I perhaps could have been a little more creative with this week's prompt except for the fact that my laptop died last week and I have spent hours and hours (under-LINED, please note) setting up Windows 8 and Microsoft 10 on my new one.  Why do these people have to keep 'improving' their products?!!!  Windows 8 is a pain!!!

Now that I can at least find my photos and they are in some semblance of order I can actually meet the dead-LINE for FMTSO -- this, after five or six hours a day for a week!  UGH!

So my first  LINE photo is to show the importance of lines up at Lake Powell, which is so large that it actually spans two states -- Utah and Arizona.  Even so it dramatically impacts Southern California where I live.  I took these photos a year ago and things are no better today, probably worse. 

These photos illustrate the problem. It is the low water level in Lake Powell, a major water reservoir on the Colorado River.  It is about 12 feet below what it should be.  This affects my town because much of our water comes from the Colorado River which snakes its way down through the Grand Canyon and down to Yuma, Arizona.  The water from the Colorado is then piped across the desert to feed the San Diego area.  Our area is geographically a desert area with a rainfall of ten inches or less per year.  I think it is now the third year in a row since we have had drought conditions.  Fortunately, we also are fed by the rain and snowfalls from the mountains that is piped down to us from the Los Angeles area.  Even so the whole of the west coast is now considered to be in drought conditions.

This third photo is a bonus.  Not only can you see the water level deficit, but some wonderful erosion 
lines that make this whole area so spectacular.  If you're visiting the West, Lake Powell is a 'must see'.

This is my contribution to Friday, My Town Shoot-out. We have a good group of photographers who always produce something interesting, so why not pop over to this LINK and perhaps even think of joining us.  

Thursday, January 23, 2014

FRIDAY -- MY TOWN SHOOTOUT -- Faraway Places.....

I have always loved open space.  I love to sit on the cliff top and gaze out to sea. When we chose this house a year ago, although it is smaller, having plenty of space around us was very important to me.

When we had time to travel, I chose 'Faraway Places' to visit. Alaska, Norway, and the tip of South America were some of the places I have been privileged to visit

But first, looking far out to sea from Carlsbad, with nothing between us until Hawaii. The stormy skies just add to the adventure of it.

Next we go to northern Norway. We traveled all the way up the coast until we came over the top to Russia.  The single tree gives the effect of loneliness I think.

To be honest I'm not quite sure where I took this photo.  I think it was somewhere down the west coast of Mexico or somewhere between there and Peru.  I love the outlying islands, and of course the sunset doesn't hurt.

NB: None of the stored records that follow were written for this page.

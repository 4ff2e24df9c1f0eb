//! BLE link and counter reconciliation for the WishRing counter ring.
//!
//! A WishRing reports a running repetition count, a battery level and a
//! reset signal over Bluetooth Low Energy. This crate connects to the ring,
//! turns its notifications into domain events, and folds them into one
//! authoritative counter per calendar day stored by `wishring-store`.
//!
//! # Features
//!
//! - **Link state machine**: scan, connect, discover and subscribe, with
//!   bounded retries and exponential backoff
//! - **Protocol adapter**: raw counter values expanded into unit increments
//!   against a per-session baseline, so reconnects never double count
//! - **Counter engine**: serialized read-modify-write per day, lazy daily
//!   rollover, wish switching and an append-only reset log
//! - **Sync service**: the above wired together with broadcast streams for
//!   connection state, resets, battery and records
//! - **Mock transport**: scriptable ring for tests without hardware
//!
//! # Platform Differences
//!
//! - **macOS**: rings are identified by a CoreBluetooth UUID, which differs
//!   between Macs.
//! - **Linux/Windows**: rings are identified by their Bluetooth address
//!   (e.g., `AA:BB:CC:DD:EE:FF`).
//!
//! # Quick Start
//!
//! ```no_run
//! use std::sync::Arc;
//! use wishring_core::{BleTransport, CounterEngine, EngineConfig, Link, LinkConfig, SyncService};
//! use wishring_store::Store;
//!
//! #[tokio::main]
//! async fn main() -> Result<(), Box<dyn std::error::Error>> {
//!     let engine = Arc::new(CounterEngine::new(Store::open_default()?, EngineConfig::default())?);
//!     let transport = Arc::new(BleTransport::new().await?);
//!     let link = Arc::new(Link::new(transport, LinkConfig::default()));
//!
//!     let service = SyncService::new(engine, link);
//!     service.start().await;
//!
//!     let record = service.increment(1).await?;
//!     println!("Today: {}", record.total_count);
//!
//!     service.shutdown().await;
//!     Ok(())
//! }
//! ```

pub mod adapter;
pub mod clock;
pub mod device;
pub mod engine;
pub mod error;
pub mod events;
pub mod link;
pub mod mock;
pub mod reconnect;
pub mod scan;
pub mod session;
pub mod sync;
pub mod traits;
pub mod util;

// Re-export the data model
pub use wishring_types::codec;
pub use wishring_types::types;
pub use wishring_types::uuids;
pub use wishring_types::{BatteryReading, DailyCounterRecord, ResetCause, ResetEvent, WishEntry};

// Core exports
pub use adapter::{ConnectionState, ProtocolAdapter};
pub use clock::{Clock, ManualClock, SystemClock};
pub use device::{BleConnection, BleTransport};
pub use engine::{CounterEngine, DEFAULT_RESET_RETENTION, EngineConfig, IncrementSource, ResetPolicy};
pub use error::{Error, LinkError, Result};
pub use events::{EventDispatcher, RingEvent, StateChange};
pub use link::{CONNECTION_TIMEOUT, DISCOVERY_TIMEOUT, Link, LinkConfig, LinkState, SCAN_TIMEOUT};
pub use mock::MockTransport;
pub use reconnect::ReconnectOptions;
pub use scan::{DeviceFilter, DiscoveredDevice, get_adapter};
pub use session::{SessionClaim, SessionRegistry};
pub use sync::{SyncFailure, SyncService, default_apply_retry};
pub use traits::{Connection, Notification, NotificationStream, Transport};
pub use util::{create_identifier, format_peripheral_id};
//! Local persistence for WishRing daily counters.
//!
//! This crate provides SQLite-based storage for daily counter records and the
//! reset event log, and migrates databases written by the legacy single-wish
//! layout.
//!
//! # Features
//!
//! - One record per local calendar day, keyed `YYYY-MM-DD`
//! - Up to three wishes per day, stored as a JSON list
//! - Append-only reset event log with age-based pruning
//! - Statistics, streaks and per-day summaries
//! - In-place migration from schema version 1
//!
//! # Example
//!
//! ```no_run
//! use wishring_store::{RecordQuery, Store};
//!
//! let store = Store::open_default()?;
//!
//! // Last week of records
//! let recent = store.query_records(&RecordQuery::new().limit(7))?;
//! # Ok::<(), wishring_store::Error>(())
//! ```

mod error;
mod models;
mod queries;
mod schema;
mod store;

pub use error::{Error, Result};
pub use models::{CounterStatistics, DailySummary, ResetStatistics, StreakInfo};
pub use queries::{RecordQuery, ResetQuery};
pub use schema::{RESET_EVENT_TYPE, SCHEMA_VERSION};
pub use store::Store;

/// Default database path following platform conventions.
///
/// - Linux: `~/.local/share/wishring/wishring.db`
/// - macOS: `~/Library/Application Support/wishring/wishring.db`
/// - Windows: `C:\Users\<user>\AppData\Local\wishring\wishring.db`
pub fn default_db_path() -> std::path::PathBuf {
    dirs::data_local_dir()
        .unwrap_or_else(|| std::path::PathBuf::from("."))
        .join("wishring")
        .join("wishring.db")
}

#[cfg(test)]
mod tests {
    use super::*;

    #[test]
    fn test_default_db_path() {
        let path = default_db_path();
        assert!(path.ends_with("wishring/wishring.db"));
    }
}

Here I am at the city of Ushuaia, at the southern most part of Argentina, not far away from Cape Horn.  The sense of adventure and 'far-away-ness' is intensified for me because I learned about this in school and never dreamed I would visit there.
So these are my contenders for the FRIDAY - MY TOWN SHOOT OUT meme with the theme Space.  Wide, open, faraway spaces have always been a part of me.  Please click HERE to see what others have contributed to this week's topic.

Thursday, January 16, 2014


...things that are really old in my town or the history of my town.

(First a word of explanation.  My laptop is  out of commission and I am using our big PC  and it doesn't have all my 'stuff ' on it so I am a little limited as to what I can accomplish at the moment.
Looks like I will have to replace my beloved laptop as it is 10 years old, so a big transfer of info is in the offing).

The original inhabitants of my town are the Luispeno Indians. They lived in villages along the North San Diego coast and to about ten miles inland.

One of their villages, Paalimay, was located exactly where my park is located, that is between the Agua Hedionda and Buena Vista Lagoons. They were living here when the Spanish came and they were given their tribal name in honor of Saint Louis King of France, though they called themselves the Payomkawichum. In 1960 it was estimated that there were at one time 10,000 of these people in this area. Many are still located here and many are associated with the Harrah Casino, located inland from here.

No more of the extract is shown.